The Gathering, organised by XR Peace and Bristol Campaign for Nuclear Disarmament (CND) officially began on Friday (August 6) with a die-in at 8.15am – marking the moment the first atomic bomb was dropped on Hiroshima in 1945.
Later in the day local protest band Bayou Tapestry drew a crowd and helped bolster spirits against the inclement weather.
Sheltering under gazebos, attendees across the weekend enjoyed a packed schedule of 11 talks and workshops addressing nuclear war and nuclear power, migration and refugees, and Bristol’s arms industry.
Sunday’s highlight was a talk on the 40th anniversary of the Greenham Common Peace Camp, which will be marked by a recreation of the original 1981 march from Cardiff to Greenham, passing through Bristol on August 28-29.
The weekend also provided opportunities for networking between different groups, with XR Bristol and Christian Climate Action both making an appearance, as well as representatives of the campaign against the Hinkley nuclear power station in Somerset.
During breaks in the weather, passers-by had fun having photos taken with XR Peace’s 5-meter-high peace symbol, most recently seen touring Bristol’s landmarks.

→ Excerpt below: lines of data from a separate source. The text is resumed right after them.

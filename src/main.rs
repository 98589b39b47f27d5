/*
 * Responsibility
 * - tokio runtime entrypoint
 * - delegate to app::run() (no logic here)
 */
use anyhow::Result;

use coffeeshop_api::app;

#[tokio::main]
async fn main() -> Result<()> {
    app::run().await
}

On Monday the Gathering was brought to a close with a procession to City Hall to deliver a petition, shaped like a peace dove, to Marvin Rees. The petition calls on Bristol City Council to support the UN Treaty on the prohibition of nuclear weapons, and to pressure the UK Government to do the same.
By chance, the procession ran into Marvin Rees himself outside City Hall and campaigners were able to hand him the petition in person.
Event organiser Rowland Dye, of XR Peace, said the Gathering is important because “[w]e have a massive arms industry, particularly across North Bristol, that most people genuinely don’t know about. We’ve got the military, we’ve got the arms industry – these are fuelling conflict zones around the world…[Bristol’s] not standing on the right side of history.”